WRF

Versions avaiable

Supported versions

Note

The versions of WRF installed in the software repository are built and supported by the Discoverer HPC team.

To check which WRF versions are currently supported on Discoverer, execute on the login node:

module avail

and grep the output for “wrf”.

Important

The WRF builds available in the Discoverer HPC software repository employ dual “dm+sm” parallelism (Distributed Memory + Shared Memory). In that case, the defined number of OpenMP threads per MPI process implies the number of tiles during the WRF execution. Refer to the WRF documentation for more details on that topic, if you are interested.

User-supported versions

Users are welcome to bring, or compile, and use their own builds of WRF, but those builds will not be supported by the Discoverer HPC team.

Running WRF

Warning

You MUST NOT execute simulations directly upon the login node (login.discoverer.bg). You have to run your simulations as Slurm jobs only.

Warning

Write the results only inside your Personal scratch and storage folder (/discofs/username) and DO NOT use for that purpose (under any circumstances) your Home folder (/home/username)!

Slurm batch template

To run WRF as a Slurm batch job, you may use the following template:

#!/bin/bash
#
#SBATCH --partition=cn         # Name of the partition of nodes (as the support team)
#SBATCH --job-name=wrf_1
#SBATCH --time=00:50:00        # The job completes for ~ 6 min

#SBATCH --nodes           2    # Two nodes will be used
#SBATCH --ntasks-per-node 128  # Use all 128 CPU cores on each node
#SBATCH --ntasks-per-core 1    # Run only one MPI process per CPU core
#SBATCH --cpus-per-task   2    # Number of OpenMP threads per MPI process

#SBATCH -o slurm.%j.out        # STDOUT
#SBATCH -e slurm.%j.err        # STDERR

ulimit -Hs unlimited
ulimit -Ss unlimited

module purge
module load wrf/4/4.4-nvidia-openmpi

export OMP_NUM_THREADS=${SLURM_CPUS_PER_TASK}
export OMP_PROC_BIND=false
export OMP_SCHEDULE='STATIC'
export OMP_WAIT_POLICY='ACTIVE'
export UCX_NET_DEVICES=mlx5_0:1

mpirun -np 4 real.exe # Process the input NC data sets, here you do not
                      # need more than 4 MPI processes

mpirun wrf.exe        # Run the actual simulation

Specify the parmeters and resources required for successfully running and completing the job:

  • Slurm partition of compute nodes, based on your project resource reservation (--partition)
  • job name, under which the job will be seen in the queue (--job-name)
  • wall time for running the job (--time)
  • number of occupied compute nodes (--nodes)
  • number of MPI proccesses per node (--ntasks-per-node)
  • number of threads (OpenMP threads) per MPI process (--cpus-per-task)
  • version of WRF to run after module load (see Supported versions)

Note

The requested number of MPI processes per node should not be greater than 128 (128 is the number of CPU cores per compute node, see Resource Overview).
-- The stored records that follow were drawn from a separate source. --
//! Driver coordinator
//!
//! Owns the device catalog, the pod resource index and the CNI runtime, and answers
//! the allocation callbacks of the kubelet and the sandbox hooks of the runtime.

use std::sync::Arc;
use std::sync::Mutex;
use std::sync::PoisonError;

use api_types::NamespacedObject;
use api_types::PreparedDevice;
use async_trait::async_trait;
use thiserror::Error;
use tracing::error;
use tracing::info;

use super::cni::Runtime;
use super::discovery::DeviceCatalog;
use super::traits::DraPlugin;
use super::traits::PodResourceStore;
use super::traits::PrepareResults;
use super::traits::UnprepareResults;
use crate::infrastructure::k8s::ResourceClaim;

/// Consumer resource a claim must be reserved for to be tracked
const POD_RESOURCE: &str = "pods";

#[derive(Debug, Clone, PartialEq, Eq, Error)]
pub enum DriverError {
    #[error("claim {claim} not allocated")]
    ClaimNotAllocated { claim: String },
    #[error("{message}")]
    Injected { message: String },
}

pub struct Driver {
    driver_name: String,
    catalog: Arc<DeviceCatalog>,
    store: Arc<dyn PodResourceStore>,
    cni: Arc<Runtime>,
    prepare_failure: Mutex<Option<String>>,
    unprepare_failure: Mutex<Option<String>>,
}

impl Driver {
    pub fn new(
        driver_name: impl Into<String>,
        catalog: Arc<DeviceCatalog>,
        store: Arc<dyn PodResourceStore>,
        cni: Arc<Runtime>,
    ) -> Self {
        Self {
            driver_name: driver_name.into(),
            catalog,
            store,
            cni,
            prepare_failure: Mutex::new(None),
            unprepare_failure: Mutex::new(None),
        }
    }

    pub fn driver_name(&self) -> &str {
        &self.driver_name
    }

    pub fn catalog(&self) -> &DeviceCatalog {
        &self.catalog
    }

    pub(crate) fn cni(&self) -> &Runtime {
        &self.cni
    }

    /// Make every following prepare call fail with `failure`, or clear it with `None`.
    pub fn set_prepare_failure(&self, failure: Option<String>) {
        *self
            .prepare_failure
            .lock()
            .unwrap_or_else(PoisonError::into_inner) = failure;
    }

    /// Make every following unprepare call fail with `failure`, or clear it with `None`.
    pub fn set_unprepare_failure(&self, failure: Option<String>) {
        *self
            .unprepare_failure
            .lock()
            .unwrap_or_else(PoisonError::into_inner) = failure;
    }

    fn injected(failure: &Mutex<Option<String>>) -> Result<(), DriverError> {
        match failure
            .lock()
            .unwrap_or_else(PoisonError::into_inner)
            .clone()
        {
            Some(message) => Err(DriverError::Injected { message }),
            None => Ok(()),
        }
    }

    fn node_prepare_resource(
        &self,
        claim: Arc<ResourceClaim>,
    ) -> Result<Vec<PreparedDevice>, DriverError> {
        let claim_name = claim.namespaced_name();
        let Some(allocation) = claim.allocation() else {
            return Err(DriverError::ClaimNotAllocated { claim: claim_name });
        };

        let devices: Vec<PreparedDevice> = allocation
            .devices
            .results
            .iter()
            .map(|result| PreparedDevice {
                pool_name: result.pool.clone(),
                device_name: result.device.clone(),
            })
            .collect();

        for reserved in claim.reserved_for() {
            if reserved.resource != POD_RESOURCE || !reserved.api_group.is_empty() {
                info!(
                    claim = %claim_name,
                    api_group = %reserved.api_group,
                    resource = %reserved.resource,
                    name = %reserved.name,
                    "claim reference unsupported"
                );
                continue;
            }

            info!(
                claim = %claim_name,
                pod_name = %reserved.name,
                pod_uid = %reserved.uid,
                "claim reserved for pod"
            );
            self.store.add(&reserved.uid, claim.clone());
        }

        info!(claim = %claim_name, devices = ?devices, "prepared devices for claim");
        Ok(devices)
    }
}

#[async_trait]
impl DraPlugin for Driver {
    async fn prepare_resource_claims(
        &self,
        claims: Vec<ResourceClaim>,
    ) -> Result<PrepareResults, DriverError> {
        Self::injected(&self.prepare_failure)?;

        let mut results = PrepareResults::new();
        for claim in claims {
            let uid = claim.claim_uid();
            let outcome = self.node_prepare_resource(Arc::new(claim));
            if let Err(e) = &outcome {
                error!(claim_uid = %uid, error = %e, "error preparing resources for a claim");
            }
            results.insert(uid, outcome);
        }
        Ok(results)
    }

    async fn unprepare_resource_claims(
        &self,
        claims: Vec<NamespacedObject>,
    ) -> Result<UnprepareResults, DriverError> {
        Self::injected(&self.unprepare_failure)?;

        // nothing is held per claim on the node yet
        let results = claims
            .into_iter()
            .map(|claim| {
                info!(
                    claim = %format!("{}/{}", claim.namespace, claim.name),
                    claim_uid = %claim.uid,
                    "unprepared claim"
                );
                (claim.uid, Ok(()))
            })
            .collect();
        Ok(results)
    }
}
You need to submit the Slurm batch job script to the queue from within the folder where the input NC and namelist.input files reside. Check the provided working example (see below) to find more details about how to create a complete Slurm batch job script for running WRF.

Working example

The goal of this working example is to show one possible way WRF can run on Discoverer HPC by means of Slurm batch job. Running the example is simple - just execute on the login node (login.discoverer.bg):

sbatch /opt/software/WRF/4/4.4-nvidia-openmpi/examples/1.batch

Once started successfully by Slurm, that job will create first a directory under your Personal scratch and storage folder (/discofs/username). The name of the directory will be similar to this one: wrf_2022-06-21-22-21-06-52.1655836192 (numbers should be different in your case). You may check the advance of the simulation by entering that directory and execute there:

tail -f em_real/rsl.error.0000

Getting help

See Getting help